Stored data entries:
● ● ●

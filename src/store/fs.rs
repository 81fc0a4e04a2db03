//! Local filesystem backend.
//! - Records: `{metadata_root}/{segment}/.../{id}.json` (pretty JSON).
//! - Blobs: `{blob_root}/{blob path}` with `file://` retrieval URLs.
//! - Writes go to a temp file in the destination directory and are renamed into place.
//!
//! Notes:
//! - Every segment is validated before it touches the filesystem; `..` and separators are refused.
//! - Temp names start with `.datum.` and are ignored by listings.

use async_trait::async_trait;
use bytes::Bytes;
use std::path::{Path, PathBuf};
use std::time::{SystemTime, UNIX_EPOCH};
use tokio::fs;
use tokio::io::AsyncWriteExt;
use tracing::{debug, warn};

use super::helpers::store_io_error;
use super::{BlobStore, MetadataStore, StoreError, StoreResult};
use crate::model::{FileRecord, RecordPath};

const RECORD_EXT: &str = "json";
const TEMP_PREFIX: &str = ".datum.";

/// MetadataStore persisting each record as one JSON file.
#[derive(Debug, Clone)]
pub struct FsMetadataStore {
    root: PathBuf,
}

impl FsMetadataStore {
    pub fn new(root: impl Into<PathBuf>) -> Self {
        Self { root: root.into() }
    }

    fn collection_dir(&self, collection: &RecordPath) -> StoreResult<PathBuf> {
        let mut dir = self.root.clone();
        for seg in collection.segments() {
            check_segment(seg)?;
            dir.push(seg);
        }
        Ok(dir)
    }

    fn record_file(&self, path: &RecordPath) -> StoreResult<PathBuf> {
        if !path.is_document() {
            return Err(StoreError::InvalidPath(format!(
                "'{path}' is a collection, not a record"
            )));
        }
        let segs = path.segments();
        let mut file = self.root.clone();
        for seg in &segs[..segs.len() - 1] {
            check_segment(seg)?;
            file.push(seg);
        }
        let leaf = path.leaf();
        check_segment(leaf)?;
        file.push(format!("{leaf}.{RECORD_EXT}"));
        Ok(file)
    }
}

#[async_trait]
impl MetadataStore for FsMetadataStore {
    async fn get(&self, path: &RecordPath) -> StoreResult<Option<FileRecord>> {
        let file = self.record_file(path)?;
        match fs::read(&file).await.map_err(store_io_error("read record", &file)) {
            Ok(raw) => Ok(Some(serde_json::from_slice(&raw)?)),
            Err(StoreError::NotFound(_)) => Ok(None),
            Err(e) => Err(e),
        }
    }

    async fn set(&self, path: &RecordPath, record: &FileRecord) -> StoreResult<()> {
        let file = self.record_file(path)?;
        let raw = serde_json::to_vec_pretty(record)?;
        write_atomic(&file, &raw).await?;
        debug!(record = %path, file = %file.display(), "record written");
        Ok(())
    }

    async fn delete(&self, path: &RecordPath) -> StoreResult<()> {
        let file = self.record_file(path)?;
        match fs::remove_file(&file)
            .await
            .map_err(store_io_error("remove record", &file))
        {
            Ok(()) | Err(StoreError::NotFound(_)) => Ok(()),
            Err(e) => Err(e),
        }
    }

    async fn list(&self, collection: &RecordPath) -> StoreResult<Vec<FileRecord>> {
        let dir = self.collection_dir(collection)?;
        let mut entries = match fs::read_dir(&dir)
            .await
            .map_err(store_io_error("list records", &dir))
        {
            Ok(rd) => rd,
            Err(StoreError::NotFound(_)) => return Ok(Vec::new()),
            Err(e) => return Err(e),
        };

        let mut out = Vec::new();
        while let Some(entry) = entries
            .next_entry()
            .await
            .map_err(store_io_error("list records", &dir))?
        {
            let name = entry.file_name();
            let name = name.to_string_lossy();
            if name.starts_with(TEMP_PREFIX) || !name.ends_with(&format!(".{RECORD_EXT}")) {
                continue;
            }
            let ft = entry
                .file_type()
                .await
                .map_err(store_io_error("stat record", &entry.path()))?;
            if !ft.is_file() {
                continue;
            }
            let p = entry.path();
            let raw = fs::read(&p).await.map_err(store_io_error("read record", &p))?;
            match serde_json::from_slice::<FileRecord>(&raw) {
                Ok(rec) => out.push(rec),
                Err(e) => warn!(file = %p.display(), error = %e, "skipping unreadable record"),
            }
        }
        Ok(out)
    }

    async fn collections(&self, document: &RecordPath) -> StoreResult<Vec<String>> {
        let dir = self.collection_dir(document)?;
        let mut entries = match fs::read_dir(&dir)
            .await
            .map_err(store_io_error("list collections", &dir))
        {
            Ok(rd) => rd,
            Err(StoreError::NotFound(_)) => return Ok(Vec::new()),
            Err(e) => return Err(e),
        };

        let mut out = Vec::new();
        while let Some(entry) = entries
            .next_entry()
            .await
            .map_err(store_io_error("list collections", &dir))?
        {
            let ft = entry
                .file_type()
                .await
                .map_err(store_io_error("stat collection", &entry.path()))?;
            let name = entry.file_name().to_string_lossy().into_owned();
            if ft.is_dir() && !name.starts_with(TEMP_PREFIX) {
                out.push(name);
            }
        }
        out.sort();
        Ok(out)
    }
}

/// BlobStore keeping each blob as a plain file.
#[derive(Debug, Clone)]
pub struct FsBlobStore {
    root: PathBuf,
}

impl FsBlobStore {
    pub fn new(root: impl Into<PathBuf>) -> Self {
        Self { root: root.into() }
    }

    fn blob_file(&self, path: &str) -> StoreResult<PathBuf> {
        let mut file = self.root.clone();
        let mut any = false;
        for seg in path.split('/') {
            check_segment(seg)?;
            file.push(seg);
            any = true;
        }
        if !any {
            return Err(StoreError::InvalidPath("empty blob path".into()));
        }
        Ok(file)
    }
}

#[async_trait]
impl BlobStore for FsBlobStore {
    async fn download_url(&self, path: &str) -> StoreResult<String> {
        let file = self.blob_file(path)?;
        let meta = fs::metadata(&file)
            .await
            .map_err(store_io_error("stat blob", &file))?;
        if !meta.is_file() {
            return Err(StoreError::NotFound(path.to_string()));
        }
        Ok(format!("file://{}", file.display()))
    }

    async fn download(&self, path: &str) -> StoreResult<Bytes> {
        let file = self.blob_file(path)?;
        let raw = fs::read(&file)
            .await
            .map_err(store_io_error("read blob", &file))?;
        Ok(Bytes::from(raw))
    }

    async fn upload(&self, path: &str, data: Bytes) -> StoreResult<()> {
        let file = self.blob_file(path)?;
        write_atomic(&file, &data).await?;
        debug!(blob = path, bytes = data.len(), "blob written");
        Ok(())
    }

    async fn delete(&self, path: &str) -> StoreResult<()> {
        let file = self.blob_file(path)?;
        fs::remove_file(&file)
            .await
            .map_err(store_io_error("remove blob", &file))
    }
}

fn check_segment(seg: &str) -> StoreResult<()> {
    if seg.is_empty()
        || seg == "."
        || seg == ".."
        || seg.contains('/')
        || seg.contains('\\')
        || seg.contains('\0')
    {
        return Err(StoreError::InvalidPath(format!("invalid path segment '{seg}'")));
    }
    Ok(())
}

fn unique_temp_path(dir: &Path) -> PathBuf {
    let pid = std::process::id();
    let nanos = SystemTime::now()
        .duration_since(UNIX_EPOCH)
        .map(|d| d.as_nanos())
        .unwrap_or(0);
    dir.join(format!("{TEMP_PREFIX}{pid}.{nanos}.tmp"))
}

/// Write `data` to a temp file beside `dest`, fsync it, then rename over `dest`.
pub(crate) async fn write_atomic(dest: &Path, data: &[u8]) -> StoreResult<()> {
    let dir = dest
        .parent()
        .ok_or_else(|| StoreError::InvalidPath(format!("no parent for {}", dest.display())))?;
    fs::create_dir_all(dir)
        .await
        .map_err(store_io_error("create directory", dir))?;

    let tmp = unique_temp_path(dir);
    let written = async {
        let mut f = fs::OpenOptions::new()
            .write(true)
            .create_new(true)
            .open(&tmp)
            .await?;
        f.write_all(data).await?;
        f.sync_all().await
    }
    .await;
    if let Err(e) = written {
        let _ = fs::remove_file(&tmp).await;
        return Err(store_io_error("write temporary file", &tmp)(e));
    }

    if let Err(e) = fs::rename(&tmp, dest).await {
        let _ = fs::remove_file(&tmp).await;
        return Err(store_io_error("rename into place", dest)(e));
    }
    Ok(())
}

#[cfg(test)]
mod tests {
    use super::*;
    use crate::model::LogicalPath;
    use chrono::Utc;
    use tempfile::tempdir;

    fn record(id: &str) -> FileRecord {
        FileRecord {
            id: id.into(),
            name: format!("{id}.pdf"),
            file_path: format!("Departments/QA/{id}"),
            download_url: String::new(),
            uploaded_by: "u".into(),
            uploaded_by_name: "U".into(),
            uploaded_at: Utc::now(),
            tags: vec!["q1".into()],
        }
    }

    #[tokio::test]
    async fn record_roundtrip_and_listing() {
        let td = tempdir().unwrap();
        let store = FsMetadataStore::new(td.path());
        let loc = LogicalPath::department("acme", "qa").unwrap();
        let p = loc.record_path("r1").unwrap();

        let rec = record("r1");
        assert_eq!(store.get(&p).await.unwrap(), None);
        store.set(&p, &rec).await.unwrap();
        assert_eq!(store.get(&p).await.unwrap(), Some(rec));

        let on_disk = td
            .path()
            .join("tenants/acme/departments/qa/files/r1.json");
        assert!(on_disk.is_file());

        let listed = store.list(&loc.collection_path()).await.unwrap();
        assert_eq!(listed.len(), 1);

        let archive = loc.clone().with_record_set("archive").unwrap();
        store.set(&archive.record_path("r2").unwrap(), &record("r2")).await.unwrap();
        let container = p.parent_document().unwrap();
        assert_eq!(store.collections(&container).await.unwrap(), vec!["archive", "files"]);

        store.delete(&p).await.unwrap();
        store.delete(&p).await.unwrap();
        assert_eq!(store.get(&p).await.unwrap(), None);
    }

    #[tokio::test]
    async fn listing_missing_collection_is_empty() {
        let td = tempdir().unwrap();
        let store = FsMetadataStore::new(td.path());
        let loc = LogicalPath::buyer("acme", "nobody").unwrap();
        assert!(store.list(&loc.collection_path()).await.unwrap().is_empty());
    }

    #[tokio::test]
    async fn blob_lifecycle() {
        let td = tempdir().unwrap();
        let blobs = FsBlobStore::new(td.path());
        let path = "Buyers/buyer-B/invoice.pdf";

        assert!(blobs.download_url(path).await.unwrap_err().is_not_found());
        blobs.upload(path, Bytes::from_static(b"%PDF")).await.unwrap();
        assert!(blobs.download_url(path).await.unwrap().starts_with("file://"));
        assert_eq!(blobs.download(path).await.unwrap(), Bytes::from_static(b"%PDF"));

        // no temp files left beside the blob
        let dir = td.path().join("Buyers/buyer-B");
        let names: Vec<_> = std::fs::read_dir(dir)
            .unwrap()
            .flatten()
            .map(|e| e.file_name().to_string_lossy().into_owned())
            .collect();
        assert_eq!(names, vec!["invoice.pdf".to_string()]);

        blobs.delete(path).await.unwrap();
        assert!(blobs.delete(path).await.unwrap_err().is_not_found());
    }

    #[tokio::test]
    async fn blob_paths_cannot_escape_root() {
        let td = tempdir().unwrap();
        let blobs = FsBlobStore::new(td.path());
        for bad in ["../x", "a//b", "", "a/./b"] {
            let err = blobs.upload(bad, Bytes::new()).await.unwrap_err();
            assert!(matches!(err, StoreError::InvalidPath(_)), "{bad}");
        }
    }
}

● ● ●

■ YOUR INSTRUCTIONS:
Output exactly the lines of the records from the first through the one bearing "separators are refused.", both ends included.

■ TASK ANSWER:
filename src/store/fs.rs
repository 81fc0a4e04a2db03
//! Local filesystem backend.
//! - Records: `{metadata_root}/{segment}/.../{id}.json` (pretty JSON).
//! - Blobs: `{blob_root}/{blob path}` with `file://` retrieval URLs.
//! - Writes go to a temp file in the destination directory and are renamed into place.
//!
//! Notes:
//! - Every segment is validated before it touches the filesystem; `..` and separators are refused.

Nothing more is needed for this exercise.